* [TASK BRIEF]:
Of all the lines in the entries, how many carry the word "requests"? The reply is that number and no more.

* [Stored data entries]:
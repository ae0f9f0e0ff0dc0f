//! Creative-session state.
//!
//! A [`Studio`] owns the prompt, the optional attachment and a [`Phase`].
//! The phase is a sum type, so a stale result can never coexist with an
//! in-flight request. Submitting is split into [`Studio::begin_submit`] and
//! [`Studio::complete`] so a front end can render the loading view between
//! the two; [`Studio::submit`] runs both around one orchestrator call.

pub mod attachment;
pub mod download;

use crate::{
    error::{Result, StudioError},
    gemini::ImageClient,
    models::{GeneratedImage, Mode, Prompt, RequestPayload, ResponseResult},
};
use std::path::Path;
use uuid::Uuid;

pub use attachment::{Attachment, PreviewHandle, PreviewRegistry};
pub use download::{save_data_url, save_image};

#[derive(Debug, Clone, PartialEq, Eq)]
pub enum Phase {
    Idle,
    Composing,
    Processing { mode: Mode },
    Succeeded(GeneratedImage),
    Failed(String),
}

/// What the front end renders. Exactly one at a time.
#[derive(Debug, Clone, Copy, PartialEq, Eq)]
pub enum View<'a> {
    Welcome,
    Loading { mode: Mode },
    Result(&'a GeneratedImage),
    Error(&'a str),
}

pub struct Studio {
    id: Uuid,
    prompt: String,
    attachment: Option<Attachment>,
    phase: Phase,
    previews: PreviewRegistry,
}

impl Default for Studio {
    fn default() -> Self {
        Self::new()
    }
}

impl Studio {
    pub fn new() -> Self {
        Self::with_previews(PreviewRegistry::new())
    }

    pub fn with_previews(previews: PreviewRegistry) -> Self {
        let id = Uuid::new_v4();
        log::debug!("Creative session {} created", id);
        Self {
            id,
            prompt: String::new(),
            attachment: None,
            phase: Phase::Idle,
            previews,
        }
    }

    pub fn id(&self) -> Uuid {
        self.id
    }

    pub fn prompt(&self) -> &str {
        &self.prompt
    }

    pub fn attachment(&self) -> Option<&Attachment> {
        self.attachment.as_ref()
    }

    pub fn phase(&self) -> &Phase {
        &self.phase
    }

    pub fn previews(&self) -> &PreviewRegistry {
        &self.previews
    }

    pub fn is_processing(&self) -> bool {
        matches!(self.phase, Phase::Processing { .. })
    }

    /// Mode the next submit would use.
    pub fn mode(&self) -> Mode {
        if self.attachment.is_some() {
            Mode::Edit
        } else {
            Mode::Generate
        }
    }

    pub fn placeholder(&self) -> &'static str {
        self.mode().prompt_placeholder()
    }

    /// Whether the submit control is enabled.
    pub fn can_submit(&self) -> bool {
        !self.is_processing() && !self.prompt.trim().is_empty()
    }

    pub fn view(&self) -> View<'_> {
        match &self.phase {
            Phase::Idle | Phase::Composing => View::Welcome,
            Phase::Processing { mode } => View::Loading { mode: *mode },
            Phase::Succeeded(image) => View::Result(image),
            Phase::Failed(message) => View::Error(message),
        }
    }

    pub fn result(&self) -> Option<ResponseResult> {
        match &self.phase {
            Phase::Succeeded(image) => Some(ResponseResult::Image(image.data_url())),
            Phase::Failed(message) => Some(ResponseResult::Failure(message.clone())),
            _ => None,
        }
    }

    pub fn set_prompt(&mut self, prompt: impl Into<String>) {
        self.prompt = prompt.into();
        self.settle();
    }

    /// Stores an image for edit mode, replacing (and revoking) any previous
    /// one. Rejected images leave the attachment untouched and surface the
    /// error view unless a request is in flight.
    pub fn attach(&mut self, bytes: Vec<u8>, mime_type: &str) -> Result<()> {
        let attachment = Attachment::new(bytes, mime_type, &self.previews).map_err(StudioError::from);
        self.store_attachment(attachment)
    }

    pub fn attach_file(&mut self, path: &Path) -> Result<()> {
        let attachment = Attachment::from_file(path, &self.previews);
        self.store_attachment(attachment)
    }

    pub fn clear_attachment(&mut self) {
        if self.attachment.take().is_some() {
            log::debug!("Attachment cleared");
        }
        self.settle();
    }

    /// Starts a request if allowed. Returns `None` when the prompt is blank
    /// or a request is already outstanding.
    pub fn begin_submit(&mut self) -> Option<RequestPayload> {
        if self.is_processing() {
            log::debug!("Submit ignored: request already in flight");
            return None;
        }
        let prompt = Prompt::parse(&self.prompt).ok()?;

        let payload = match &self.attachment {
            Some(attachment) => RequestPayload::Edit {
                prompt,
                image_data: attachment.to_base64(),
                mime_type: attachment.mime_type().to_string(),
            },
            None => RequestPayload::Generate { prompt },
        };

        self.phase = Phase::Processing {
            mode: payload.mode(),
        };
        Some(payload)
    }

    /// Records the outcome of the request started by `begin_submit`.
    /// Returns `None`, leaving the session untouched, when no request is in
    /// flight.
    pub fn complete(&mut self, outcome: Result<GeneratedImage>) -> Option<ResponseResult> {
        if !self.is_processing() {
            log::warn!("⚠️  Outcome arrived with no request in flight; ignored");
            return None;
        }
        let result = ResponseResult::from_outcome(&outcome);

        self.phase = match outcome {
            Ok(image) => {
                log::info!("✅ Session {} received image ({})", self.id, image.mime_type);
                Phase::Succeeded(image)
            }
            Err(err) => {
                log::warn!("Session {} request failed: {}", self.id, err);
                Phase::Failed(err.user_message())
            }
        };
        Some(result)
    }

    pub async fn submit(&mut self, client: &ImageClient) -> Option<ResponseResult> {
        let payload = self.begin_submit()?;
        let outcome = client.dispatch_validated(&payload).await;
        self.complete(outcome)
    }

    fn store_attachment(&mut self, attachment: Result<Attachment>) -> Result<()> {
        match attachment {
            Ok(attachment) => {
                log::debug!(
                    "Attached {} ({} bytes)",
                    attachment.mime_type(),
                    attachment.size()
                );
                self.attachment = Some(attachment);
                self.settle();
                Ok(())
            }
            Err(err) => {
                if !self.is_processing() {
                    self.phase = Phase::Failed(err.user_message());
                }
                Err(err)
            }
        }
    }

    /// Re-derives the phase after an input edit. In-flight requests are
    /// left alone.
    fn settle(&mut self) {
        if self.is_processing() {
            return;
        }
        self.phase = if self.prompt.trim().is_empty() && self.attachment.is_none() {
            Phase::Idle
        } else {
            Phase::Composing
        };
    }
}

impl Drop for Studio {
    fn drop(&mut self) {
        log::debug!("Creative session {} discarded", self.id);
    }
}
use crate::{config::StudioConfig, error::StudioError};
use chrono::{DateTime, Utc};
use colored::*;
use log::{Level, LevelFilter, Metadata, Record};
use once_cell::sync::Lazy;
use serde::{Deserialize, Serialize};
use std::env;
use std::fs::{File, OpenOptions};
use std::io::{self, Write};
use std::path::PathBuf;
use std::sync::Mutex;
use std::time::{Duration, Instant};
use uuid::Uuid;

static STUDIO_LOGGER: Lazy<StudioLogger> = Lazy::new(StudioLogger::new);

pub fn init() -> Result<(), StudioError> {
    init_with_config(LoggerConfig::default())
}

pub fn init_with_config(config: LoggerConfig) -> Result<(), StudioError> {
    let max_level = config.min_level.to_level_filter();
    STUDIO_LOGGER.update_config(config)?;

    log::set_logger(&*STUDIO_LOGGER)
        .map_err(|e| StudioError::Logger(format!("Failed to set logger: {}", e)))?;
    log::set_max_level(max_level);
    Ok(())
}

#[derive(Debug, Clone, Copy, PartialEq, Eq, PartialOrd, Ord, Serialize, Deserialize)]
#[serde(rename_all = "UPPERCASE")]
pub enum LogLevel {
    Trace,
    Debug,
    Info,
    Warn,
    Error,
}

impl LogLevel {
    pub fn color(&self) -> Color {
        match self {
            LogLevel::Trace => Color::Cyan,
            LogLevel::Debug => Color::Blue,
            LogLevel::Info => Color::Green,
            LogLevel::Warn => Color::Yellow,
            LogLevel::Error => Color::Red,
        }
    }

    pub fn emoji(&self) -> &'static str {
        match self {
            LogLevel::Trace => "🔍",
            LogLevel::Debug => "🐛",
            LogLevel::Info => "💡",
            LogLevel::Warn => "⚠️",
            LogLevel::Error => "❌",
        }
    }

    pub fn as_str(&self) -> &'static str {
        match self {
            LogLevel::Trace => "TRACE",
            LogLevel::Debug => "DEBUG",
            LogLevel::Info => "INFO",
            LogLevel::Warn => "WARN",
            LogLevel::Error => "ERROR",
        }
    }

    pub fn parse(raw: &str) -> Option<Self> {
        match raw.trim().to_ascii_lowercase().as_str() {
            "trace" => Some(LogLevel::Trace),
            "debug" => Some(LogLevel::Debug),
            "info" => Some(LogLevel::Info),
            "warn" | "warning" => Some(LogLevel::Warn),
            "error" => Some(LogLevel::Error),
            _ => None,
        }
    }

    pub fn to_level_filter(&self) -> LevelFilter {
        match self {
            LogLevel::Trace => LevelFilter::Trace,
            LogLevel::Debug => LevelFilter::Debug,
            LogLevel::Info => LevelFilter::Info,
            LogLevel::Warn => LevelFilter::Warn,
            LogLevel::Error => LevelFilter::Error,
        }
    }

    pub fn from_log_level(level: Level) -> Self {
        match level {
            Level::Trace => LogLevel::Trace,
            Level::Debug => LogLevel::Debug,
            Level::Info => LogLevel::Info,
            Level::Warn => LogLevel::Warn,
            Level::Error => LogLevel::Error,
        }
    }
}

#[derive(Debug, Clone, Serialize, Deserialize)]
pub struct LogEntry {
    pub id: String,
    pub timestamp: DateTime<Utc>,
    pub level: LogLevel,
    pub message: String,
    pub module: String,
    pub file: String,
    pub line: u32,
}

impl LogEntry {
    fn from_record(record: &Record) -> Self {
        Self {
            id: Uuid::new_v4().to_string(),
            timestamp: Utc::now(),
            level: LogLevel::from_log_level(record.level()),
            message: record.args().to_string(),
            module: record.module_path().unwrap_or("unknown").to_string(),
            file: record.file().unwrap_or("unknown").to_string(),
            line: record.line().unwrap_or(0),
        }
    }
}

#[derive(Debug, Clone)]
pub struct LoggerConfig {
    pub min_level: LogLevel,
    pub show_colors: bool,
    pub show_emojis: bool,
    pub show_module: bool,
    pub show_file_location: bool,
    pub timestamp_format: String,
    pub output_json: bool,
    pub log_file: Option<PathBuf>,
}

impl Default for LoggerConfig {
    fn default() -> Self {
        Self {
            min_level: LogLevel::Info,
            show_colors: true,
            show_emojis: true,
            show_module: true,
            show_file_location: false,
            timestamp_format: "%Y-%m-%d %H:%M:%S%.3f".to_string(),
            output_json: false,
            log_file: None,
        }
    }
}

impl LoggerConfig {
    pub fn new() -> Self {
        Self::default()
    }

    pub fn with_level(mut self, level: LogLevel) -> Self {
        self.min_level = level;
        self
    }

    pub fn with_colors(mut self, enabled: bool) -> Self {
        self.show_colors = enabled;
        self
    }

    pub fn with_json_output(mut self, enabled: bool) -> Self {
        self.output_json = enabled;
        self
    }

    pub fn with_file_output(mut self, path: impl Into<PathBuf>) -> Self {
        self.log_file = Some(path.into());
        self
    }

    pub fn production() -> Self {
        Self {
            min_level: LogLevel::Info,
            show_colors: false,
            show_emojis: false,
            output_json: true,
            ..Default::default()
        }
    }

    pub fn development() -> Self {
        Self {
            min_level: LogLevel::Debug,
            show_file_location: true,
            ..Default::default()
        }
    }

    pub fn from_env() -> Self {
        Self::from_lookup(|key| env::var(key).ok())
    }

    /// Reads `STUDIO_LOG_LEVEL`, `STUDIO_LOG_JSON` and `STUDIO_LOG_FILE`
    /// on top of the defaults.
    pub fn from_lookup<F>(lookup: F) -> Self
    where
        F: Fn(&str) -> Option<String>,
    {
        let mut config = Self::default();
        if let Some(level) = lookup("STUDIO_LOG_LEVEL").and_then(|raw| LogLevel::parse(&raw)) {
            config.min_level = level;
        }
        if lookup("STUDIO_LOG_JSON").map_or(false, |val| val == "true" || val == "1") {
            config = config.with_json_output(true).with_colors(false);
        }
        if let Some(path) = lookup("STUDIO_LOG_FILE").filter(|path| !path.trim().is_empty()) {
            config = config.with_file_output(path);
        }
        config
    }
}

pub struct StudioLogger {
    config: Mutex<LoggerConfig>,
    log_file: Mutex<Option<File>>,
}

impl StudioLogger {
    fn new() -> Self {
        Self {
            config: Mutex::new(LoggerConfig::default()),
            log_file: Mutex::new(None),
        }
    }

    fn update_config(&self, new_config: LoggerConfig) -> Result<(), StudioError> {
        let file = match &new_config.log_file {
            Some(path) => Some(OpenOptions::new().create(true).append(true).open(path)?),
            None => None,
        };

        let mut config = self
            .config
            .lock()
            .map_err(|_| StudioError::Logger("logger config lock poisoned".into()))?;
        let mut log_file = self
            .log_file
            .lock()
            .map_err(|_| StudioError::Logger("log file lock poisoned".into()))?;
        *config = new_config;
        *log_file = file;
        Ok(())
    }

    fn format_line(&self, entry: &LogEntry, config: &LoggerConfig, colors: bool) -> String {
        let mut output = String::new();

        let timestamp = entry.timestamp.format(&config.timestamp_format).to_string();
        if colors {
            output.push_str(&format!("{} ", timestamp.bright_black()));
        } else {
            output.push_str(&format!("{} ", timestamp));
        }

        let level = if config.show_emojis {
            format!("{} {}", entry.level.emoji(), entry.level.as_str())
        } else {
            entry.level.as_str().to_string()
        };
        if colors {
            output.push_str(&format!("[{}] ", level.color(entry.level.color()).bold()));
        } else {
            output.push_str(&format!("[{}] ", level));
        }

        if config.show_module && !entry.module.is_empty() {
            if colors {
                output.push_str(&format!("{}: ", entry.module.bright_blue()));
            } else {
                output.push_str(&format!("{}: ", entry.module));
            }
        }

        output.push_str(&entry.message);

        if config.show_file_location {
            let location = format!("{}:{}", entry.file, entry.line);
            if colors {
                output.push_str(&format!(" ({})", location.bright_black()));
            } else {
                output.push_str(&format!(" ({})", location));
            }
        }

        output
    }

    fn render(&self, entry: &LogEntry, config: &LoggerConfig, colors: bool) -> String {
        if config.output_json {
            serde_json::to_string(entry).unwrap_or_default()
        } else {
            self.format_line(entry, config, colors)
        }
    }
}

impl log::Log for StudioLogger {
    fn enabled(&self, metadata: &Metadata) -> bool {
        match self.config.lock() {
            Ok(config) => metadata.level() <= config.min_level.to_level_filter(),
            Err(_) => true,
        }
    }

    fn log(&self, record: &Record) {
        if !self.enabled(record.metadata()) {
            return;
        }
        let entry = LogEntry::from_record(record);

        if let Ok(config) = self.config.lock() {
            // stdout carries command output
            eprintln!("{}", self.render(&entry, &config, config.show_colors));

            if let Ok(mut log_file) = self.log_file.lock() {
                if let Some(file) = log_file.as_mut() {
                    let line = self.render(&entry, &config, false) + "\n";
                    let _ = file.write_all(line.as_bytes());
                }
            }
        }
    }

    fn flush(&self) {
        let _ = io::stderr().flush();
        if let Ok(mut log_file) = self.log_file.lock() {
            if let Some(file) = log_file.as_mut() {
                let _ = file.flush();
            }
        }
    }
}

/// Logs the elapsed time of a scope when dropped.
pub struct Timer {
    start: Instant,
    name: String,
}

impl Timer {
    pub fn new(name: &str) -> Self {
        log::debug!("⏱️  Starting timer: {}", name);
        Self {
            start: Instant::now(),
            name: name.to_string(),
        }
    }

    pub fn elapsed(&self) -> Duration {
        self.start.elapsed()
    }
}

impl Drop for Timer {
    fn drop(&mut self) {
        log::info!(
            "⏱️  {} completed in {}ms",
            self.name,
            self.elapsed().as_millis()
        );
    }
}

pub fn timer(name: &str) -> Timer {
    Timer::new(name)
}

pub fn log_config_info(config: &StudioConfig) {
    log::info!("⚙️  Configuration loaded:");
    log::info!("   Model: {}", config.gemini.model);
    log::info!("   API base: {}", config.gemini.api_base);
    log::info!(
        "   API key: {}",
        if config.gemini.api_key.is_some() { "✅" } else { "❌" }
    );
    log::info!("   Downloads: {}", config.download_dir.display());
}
==
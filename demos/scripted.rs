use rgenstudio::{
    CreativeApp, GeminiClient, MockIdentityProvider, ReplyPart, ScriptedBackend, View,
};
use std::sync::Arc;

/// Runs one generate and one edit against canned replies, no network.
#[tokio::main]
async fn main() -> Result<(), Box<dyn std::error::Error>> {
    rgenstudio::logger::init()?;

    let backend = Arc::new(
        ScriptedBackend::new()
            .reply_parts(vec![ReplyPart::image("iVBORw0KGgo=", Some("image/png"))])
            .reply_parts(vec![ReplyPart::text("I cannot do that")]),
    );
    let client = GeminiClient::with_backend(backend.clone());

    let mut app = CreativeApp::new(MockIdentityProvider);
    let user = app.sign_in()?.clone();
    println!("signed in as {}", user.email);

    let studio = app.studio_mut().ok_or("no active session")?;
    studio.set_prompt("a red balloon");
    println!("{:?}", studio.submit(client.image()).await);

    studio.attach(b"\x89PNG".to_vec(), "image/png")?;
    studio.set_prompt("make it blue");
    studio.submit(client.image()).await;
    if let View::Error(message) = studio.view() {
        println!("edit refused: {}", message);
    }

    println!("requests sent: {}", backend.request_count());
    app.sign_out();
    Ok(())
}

* [RESPONSE AREA]:
2